CVE-2022-42188

CVE-2022-42188 describes a path traversal vulnerability in the XSRF-TOKEN cookie handling of Lavalite 9.0.0, a PHP CMS built with Laravel. The vulnerability arises because the cookie value is not sanitized before being used in file operations, permitting directory traversal sequences such as ../ to escape intended paths [1][2].

An attacker can exploit this by sending a crafted HTTP request with a malicious XSRF-TOKEN cookie containing a path traversal payload. According to the advisory [1], no authentication is required; a simple GET request to a public endpoint with the crafted cookie suffices. The attack surface is network-accessible, and the prerequisite is only that the target runs Lavalite 9.0.0 with the vulnerable cookie handling [1][2].

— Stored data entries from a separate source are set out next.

//! Criterion micro-benchmarks for the transition rule.

use std::hint::black_box;

use criterion::{criterion_group, criterion_main, Criterion};
use spore_bench::wrapped_pair;
use spore_rule::{next_state, Neighbourhood};

/// Benchmark: next_state() on every cell of a 16³ grid.
fn bench_next_state_16(c: &mut Criterion) {
    let pair = wrapped_pair(16, 0.3, 42);
    let grid = pair.current();

    c.bench_function("next_state_16_cubed", |b| {
        b.iter(|| {
            for x in 1..=16 {
                for y in 0..16 {
                    for z in 0..16 {
                        black_box(next_state(grid, x, y, z));
                    }
                }
            }
        });
    });
}

/// Benchmark: neighbourhood census alone, dense grid.
fn bench_gather_dense(c: &mut Criterion) {
    let pair = wrapped_pair(16, 1.0, 7);
    let grid = pair.current();

    c.bench_function("gather_dense_4k", |b| {
        b.iter(|| {
            for x in 1..=16 {
                for y in 0..16 {
                    for z in 0..16 {
                        black_box(Neighbourhood::gather(grid, x, y, z).most_common());
                    }
                }
            }
        });
    });
}

criterion_group!(benches, bench_next_state_16, bench_gather_dense);
criterion_main!(benches);
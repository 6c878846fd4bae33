//! One worker's generation loop.
//!
//! A [`WorkerContext`] owns everything a worker touches: its endpoint,
//! its slab's double buffer, its tallies, and a private rayon pool. No
//! state is shared with other workers except through the communicator.

use std::time::{Duration, Instant};

use spore_comm::Communicator;
use spore_core::{PeakTable, PopulationTally};
use spore_grid::{GridBuffer, GridPair, RingTopology, Slab};

use crate::compute;
use crate::error::EngineError;
use crate::halo;
use crate::metrics::{micros, GenerationMetrics, RunMetrics};
use crate::stats::{LocalTallies, StatsAggregator};

/// Largest side for which grids are dumped at trace level.
const RENDER_MAX_SIDE: usize = 8;

/// What a worker hands back when its loop finishes.
#[derive(Debug)]
pub struct WorkerOutcome {
    /// The worker's rank.
    pub rank: usize,
    /// Layers it owned.
    pub slab: Slab,
    /// Peak table (coordinator only).
    pub peaks: Option<PeakTable>,
    /// Global tallies per state (coordinator only).
    pub history: Vec<PopulationTally>,
    /// Local tally of the final state.
    pub final_tally: PopulationTally,
    /// Final state of the slab, halos included.
    pub final_grid: GridBuffer,
    /// Phase timings.
    pub metrics: RunMetrics,
    /// Wall time of the loop, from the first exchange to the last
    /// reduction.
    pub elapsed: Duration,
}

/// State owned by one active worker.
pub struct WorkerContext {
    comm: Communicator,
    ring: RingTopology,
    slab: Slab,
    pair: GridPair,
    tallies: LocalTallies,
    stats: StatsAggregator,
    pool: rayon::ThreadPool,
    generations: u32,
    metrics: RunMetrics,
}

impl WorkerContext {
    /// Prepare worker `comm.rank()` to run `generations` generations on
    /// `grid`, the initial contents of `slab`.
    ///
    /// `comm` must already be restricted to the active workers.
    pub fn new(
        comm: Communicator,
        slab: Slab,
        grid: GridBuffer,
        generations: u32,
        threads: usize,
    ) -> Result<Self, EngineError> {
        let rank = comm.rank();
        let ring = RingTopology::new(rank, comm.size()).ok_or(
            spore_comm::CommError::RankOutOfRange {
                rank,
                size: comm.size(),
            },
        )?;
        let pool = rayon::ThreadPoolBuilder::new()
            .num_threads(threads)
            .thread_name(move |i| format!("spore-{rank}-compute-{i}"))
            .build()
            .map_err(|e| EngineError::ThreadPool {
                rank,
                reason: e.to_string(),
            })?;
        let initial = pool.install(|| compute::tally(&grid));
        Ok(Self {
            comm,
            ring,
            slab,
            pair: GridPair::new(grid),
            tallies: LocalTallies::new(initial),
            stats: StatsAggregator::new(rank),
            pool,
            generations,
            metrics: RunMetrics::default(),
        })
    }

    /// This worker's rank.
    pub fn rank(&self) -> usize {
        self.comm.rank()
    }

    /// Run every generation and return the outcome.
    pub fn run(mut self) -> Result<WorkerOutcome, EngineError> {
        let span = tracing::info_span!("worker", rank = self.comm.rank());
        let _enter = span.enter();
        tracing::debug!(
            start = self.slab.start,
            end = self.slab.end,
            prev = self.ring.prev,
            next = self.ring.next,
            shared_neighbour = self.ring.neighbours_coincide(),
            coordinator = self.stats.is_coordinator(),
            threads = self.pool.current_num_threads(),
            "slab assigned"
        );

        let started = Instant::now();
        // Generators leave halos unset; fill them before the first read.
        halo::exchange(&mut self.comm, &self.ring, self.pair.current_mut())?;
        self.trace_grid(0);
        self.stats.issue(&self.comm, 0, &self.tallies.completed)?;

        for generation in 0..self.generations {
            self.step(generation)?;
        }
        self.stats.resolve(&mut self.comm)?;
        let elapsed = started.elapsed();

        tracing::debug!(
            ?elapsed,
            live = self.tallies.completed.live(),
            unexpected = self.comm.pending_unexpected(),
            "worker finished"
        );
        let (peaks, history) = self.stats.into_summary();
        Ok(WorkerOutcome {
            rank: self.comm.rank(),
            slab: self.slab,
            peaks,
            history,
            final_tally: self.tallies.completed,
            final_grid: self.pair.into_current(),
            metrics: self.metrics,
            elapsed,
        })
    }

    /// Produce state `generation + 1` from state `generation`.
    fn step(&mut self, generation: u32) -> Result<(), EngineError> {
        let mut m = GenerationMetrics::default();

        let t = Instant::now();
        let pair = &mut self.pair;
        self.tallies.accumulating = self.pool.install(|| compute::advance(pair));
        m.compute_us = micros(t.elapsed());

        let pending = halo::post(&self.comm, &self.ring, self.pair.next())?;

        let t = Instant::now();
        self.stats.resolve(&mut self.comm)?;
        m.reduce_wait_us = micros(t.elapsed());

        let t = Instant::now();
        pending.complete(&mut self.comm, self.pair.next_mut())?;
        m.halo_wait_us = micros(t.elapsed());

        self.pair.swap();
        self.tallies.swap();
        self.stats
            .issue(&self.comm, generation + 1, &self.tallies.completed)?;

        self.metrics.record(&m);
        tracing::trace!(
            generation = generation + 1,
            local_live = self.tallies.completed.live(),
            compute_us = m.compute_us,
            reduce_wait_us = m.reduce_wait_us,
            halo_wait_us = m.halo_wait_us,
            "generation done"
        );
        self.trace_grid(generation + 1);
        Ok(())
    }

    fn trace_grid(&self, generation: u32) {
        let grid = self.pair.current();
        if grid.side() <= RENDER_MAX_SIDE && tracing::enabled!(tracing::Level::TRACE) {
            tracing::trace!(generation, "slab state\n{}", grid.render_layers());
        }
    }
}

impl std::fmt::Debug for WorkerContext {
    fn fmt(&self, f: &mut std::fmt::Formatter<'_>) -> std::fmt::Result {
        f.debug_struct("WorkerContext")
            .field("rank", &self.comm.rank())
            .field("slab", &self.slab)
            .field("generations", &self.generations)
            .finish()
    }
}
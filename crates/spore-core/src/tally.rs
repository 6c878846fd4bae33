//! Per-species population counts.

use std::fmt;
use std::ops::{Add, AddAssign};

use crate::species::{Species, SPECIES_SLOTS};

/// Population count per species slot.
///
/// Slot 0 counts empty cells, slots `1..=N_SPECIES` count each species.
/// Tallies are plain values: workers accumulate them locally, the
/// compute phase merges per-task tallies with `+`, and the coordinator
/// sums them across workers.
#[derive(Clone, Copy, PartialEq, Eq, Hash, Default)]
pub struct PopulationTally {
    counts: [u64; SPECIES_SLOTS],
}

impl PopulationTally {
    /// A tally with every slot at zero.
    pub const fn zeroed() -> Self {
        Self {
            counts: [0; SPECIES_SLOTS],
        }
    }

    /// Build a tally from raw slot counts.
    pub const fn from_counts(counts: [u64; SPECIES_SLOTS]) -> Self {
        Self { counts }
    }

    /// Build a tally from a slice of slot counts.
    ///
    /// Returns `None` if the slice does not have exactly
    /// [`SPECIES_SLOTS`] entries.
    pub fn from_slice(counts: &[u64]) -> Option<Self> {
        let counts: [u64; SPECIES_SLOTS] = counts.try_into().ok()?;
        Some(Self { counts })
    }

    /// Count every cell in `cells`.
    ///
    /// Cells holding an out-of-range id are ignored.
    pub fn from_cells(cells: &[Species]) -> Self {
        let mut tally = Self::zeroed();
        for &cell in cells {
            tally.record(cell);
        }
        tally
    }

    /// Add one cell of the given species.
    #[inline]
    pub fn record(&mut self, species: Species) {
        if let Some(slot) = self.counts.get_mut(species as usize) {
            *slot += 1;
        }
    }

    /// Population of `species` (0 for out-of-range ids).
    pub fn get(&self, species: Species) -> u64 {
        self.counts.get(species as usize).copied().unwrap_or(0)
    }

    /// Raw slot counts, empty cells first.
    pub fn as_slice(&self) -> &[u64] {
        &self.counts
    }

    /// Number of live (non-empty) cells.
    pub fn live(&self) -> u64 {
        self.counts[1..].iter().sum()
    }

    /// Number of cells counted, empty cells included.
    pub fn total(&self) -> u64 {
        self.counts.iter().sum()
    }
}

impl AddAssign for PopulationTally {
    fn add_assign(&mut self, rhs: Self) {
        for (slot, other) in self.counts.iter_mut().zip(rhs.counts) {
            *slot += other;
        }
    }
}

impl Add for PopulationTally {
    type Output = Self;

    fn add(mut self, rhs: Self) -> Self {
        self += rhs;
        self
    }
}

impl std::iter::Sum for PopulationTally {
    fn sum<I: Iterator<Item = Self>>(iter: I) -> Self {
        iter.fold(Self::zeroed(), Add::add)
    }
}

impl fmt::Debug for PopulationTally {
    fn fmt(&self, f: &mut fmt::Formatter<'_>) -> fmt::Result {
        f.debug_struct("PopulationTally")
            .field("empty", &self.counts[0])
            .field("species", &&self.counts[1..])
            .finish()
    }
}

#[cfg(test)]
mod tests {
    use super::*;
    use crate::species::{EMPTY, N_SPECIES};
    use proptest::prelude::*;

    #[test]
    fn record_and_query() {
        let mut t = PopulationTally::zeroed();
        t.record(EMPTY);
        t.record(3);
        t.record(3);
        assert_eq!(t.get(EMPTY), 1);
        assert_eq!(t.get(3), 2);
        assert_eq!(t.live(), 2);
        assert_eq!(t.total(), 3);
    }

    #[test]
    fn out_of_range_species_ignored() {
        let mut t = PopulationTally::zeroed();
        t.record(N_SPECIES as Species + 1);
        assert_eq!(t.total(), 0);
        assert_eq!(t.get(200), 0);
    }

    #[test]
    fn from_slice_requires_exact_len() {
        assert!(PopulationTally::from_slice(&[0; SPECIES_SLOTS]).is_some());
        assert!(PopulationTally::from_slice(&[0; SPECIES_SLOTS - 1]).is_none());
        assert!(PopulationTally::from_slice(&[0; SPECIES_SLOTS + 1]).is_none());
    }

    proptest! {
        #[test]
        fn merge_matches_counting_the_concatenation(
            a in proptest::collection::vec(0u8..=N_SPECIES as u8, 0..200),
            b in proptest::collection::vec(0u8..=N_SPECIES as u8, 0..200),
        ) {
            let merged = PopulationTally::from_cells(&a) + PopulationTally::from_cells(&b);
            let mut all = a.clone();
            all.extend_from_slice(&b);
            prop_assert_eq!(merged, PopulationTally::from_cells(&all));
            prop_assert_eq!(merged.total(), all.len() as u64);
        }
    }
}
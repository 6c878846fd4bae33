//! Initial slab generation.
//!
//! A [`SlabGenerator`] produces the starting contents of one worker's
//! slab. The engine relies only on the shape contract: the returned
//! buffer has `slab.depth()` interior layers of `side × side` cells.
//!
//! [`RandomFill`] seeds a ChaCha8 stream per *global* layer, so the
//! initial grid is identical no matter how it is decomposed.

use rand::{Rng, SeedableRng};
use rand_chacha::ChaCha8Rng;
use spore_core::{Species, N_SPECIES};

use crate::buffer::GridBuffer;
use crate::error::GridError;
use crate::partition::Slab;

/// Produces the initial contents of a worker's slab.
pub trait SlabGenerator: Sync {
    /// Build the buffer for `slab` of a grid with side `side`.
    ///
    /// Halo layers may hold anything; the engine overwrites them
    /// before they are read.
    fn generate(&self, side: usize, slab: Slab) -> Result<GridBuffer, GridError>;
}

fn check_slab(side: usize, slab: Slab) -> Result<(), GridError> {
    if slab.start > slab.end || slab.end >= side {
        return Err(GridError::SlabOutOfRange {
            start: slab.start,
            end: slab.end,
            side,
        });
    }
    Ok(())
}

/// Uniform random population at a given density.
///
/// Each cell is alive with probability `density`; live cells draw their
/// species uniformly from `1..=N_SPECIES`.
#[derive(Clone, Copy, Debug, PartialEq)]
pub struct RandomFill {
    density: f32,
    seed: u64,
}

impl RandomFill {
    /// Create a generator.
    ///
    /// Returns `Err(GridError::InvalidGenerator)` unless `density` is a
    /// finite value in `[0, 1]`.
    pub fn new(density: f32, seed: u64) -> Result<Self, GridError> {
        if !density.is_finite() || !(0.0..=1.0).contains(&density) {
            return Err(GridError::InvalidGenerator {
                reason: format!("density must be within [0, 1], got {density}"),
            });
        }
        Ok(Self { density, seed })
    }

    /// Live-cell probability.
    pub fn density(&self) -> f32 {
        self.density
    }

    /// Base seed.
    pub fn seed(&self) -> u64 {
        self.seed
    }

    fn fill_layer(&self, layer: usize, cells: &mut [Species]) {
        let mut rng = ChaCha8Rng::seed_from_u64(self.seed);
        rng.set_stream(layer as u64);
        for cell in cells {
            *cell = if rng.random::<f32>() < self.density {
                rng.random_range(1..=N_SPECIES as Species)
            } else {
                0
            };
        }
    }
}

impl SlabGenerator for RandomFill {
    fn generate(&self, side: usize, slab: Slab) -> Result<GridBuffer, GridError> {
        check_slab(side, slab)?;
        let mut grid = GridBuffer::new(slab.depth(), side)?;
        for (i, layer) in (slab.start..=slab.end).enumerate() {
            self.fill_layer(layer, grid.layer_mut(i + 1)?);
        }
        Ok(grid)
    }
}

/// Deterministic pattern given by a function of global `(layer, row, col)`.
///
/// Mostly useful for tests and benchmarks that need hand-placed cells.
#[derive(Clone, Copy, Debug)]
pub struct Pattern<F>(pub F);

impl<F> SlabGenerator for Pattern<F>
where
    F: Fn(usize, usize, usize) -> Species + Sync,
{
    fn generate(&self, side: usize, slab: Slab) -> Result<GridBuffer, GridError> {
        check_slab(side, slab)?;
        let mut grid = GridBuffer::new(slab.depth(), side)?;
        for layer in slab.start..=slab.end {
            let x = layer - slab.start + 1;
            for y in 0..side {
                for z in 0..side {
                    grid.set(x, y, z, (self.0)(layer, y, z));
                }
            }
        }
        Ok(grid)
    }
}

#[cfg(test)]
mod tests {
    use super::*;
    use crate::partition::Partition;

    fn whole(side: usize) -> Slab {
        Slab {
            rank: 0,
            start: 0,
            end: side - 1,
        }
    }

    #[test]
    fn rejects_density_out_of_range() {
        assert!(RandomFill::new(-0.1, 1).is_err());
        assert!(RandomFill::new(1.5, 1).is_err());
        assert!(RandomFill::new(f32::NAN, 1).is_err());
        assert!(RandomFill::new(0.0, 1).is_ok());
        assert!(RandomFill::new(1.0, 1).is_ok());
    }

    #[test]
    fn zero_density_is_empty() {
        let g = RandomFill::new(0.0, 7).unwrap().generate(5, whole(5)).unwrap();
        assert_eq!(g.tally_interior().live(), 0);
    }

    #[test]
    fn full_density_fills_every_cell_with_valid_species() {
        let g = RandomFill::new(1.0, 7).unwrap().generate(4, whole(4)).unwrap();
        assert_eq!(g.tally_interior().live(), 64);
        assert!(g.interior().iter().all(|&c| (1..=N_SPECIES as u8).contains(&c)));
    }

    #[test]
    fn shape_matches_slab() {
        let slab = Slab {
            rank: 1,
            start: 2,
            end: 4,
        };
        let g = RandomFill::new(0.5, 1).unwrap().generate(6, slab).unwrap();
        assert_eq!(g.depth(), 3);
        assert_eq!(g.side(), 6);
    }

    #[test]
    fn slab_outside_grid_rejected() {
        let slab = Slab {
            rank: 0,
            start: 3,
            end: 5,
        };
        assert!(matches!(
            RandomFill::new(0.5, 1).unwrap().generate(5, slab),
            Err(GridError::SlabOutOfRange { .. })
        ));
    }

    #[test]
    fn same_seed_same_grid() {
        let gen = RandomFill::new(0.3, 99).unwrap();
        assert_eq!(
            gen.generate(6, whole(6)).unwrap(),
            gen.generate(6, whole(6)).unwrap()
        );
    }

    #[test]
    fn decomposition_does_not_change_contents() {
        let side = 9;
        let gen = RandomFill::new(0.4, 1234).unwrap();
        let full = gen.generate(side, whole(side)).unwrap();
        let partition = Partition::new(side, 4).unwrap();
        for slab in partition.slabs() {
            let part = gen.generate(side, slab).unwrap();
            for (i, layer) in (slab.start..=slab.end).enumerate() {
                assert_eq!(
                    part.layer(i + 1).unwrap(),
                    full.layer(layer + 1).unwrap(),
                );
            }
        }
    }

    #[test]
    fn pattern_places_cells_by_global_coordinate() {
        let pattern = Pattern(|x: usize, y: usize, z: usize| -> Species {
            if (x, y, z) == (3, 1, 2) {
                5
            } else {
                0
            }
        });
        let slab = Slab {
            rank: 1,
            start: 2,
            end: 3,
        };
        let g = pattern.generate(4, slab).unwrap();
        assert_eq!(g.get(2, 1, 2), 5);
        assert_eq!(g.tally_interior().live(), 1);
    }
}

Successful exploitation allows an attacker to read arbitrary files from the server, potentially exposing sensitive information such as configuration files, database credentials, or application source code. The impact is high, as it can lead to complete information disclosure and further compromise of the system [1][2].

As of the publication date, no official patch has been confirmed. The vendor's repository [3] does not indicate a fix. Organizations running Lavalite 9.0.0 should consider mitigations such as restricting network access or applying input validation to the XSRF-TOKEN cookie until a patch is available [1][2].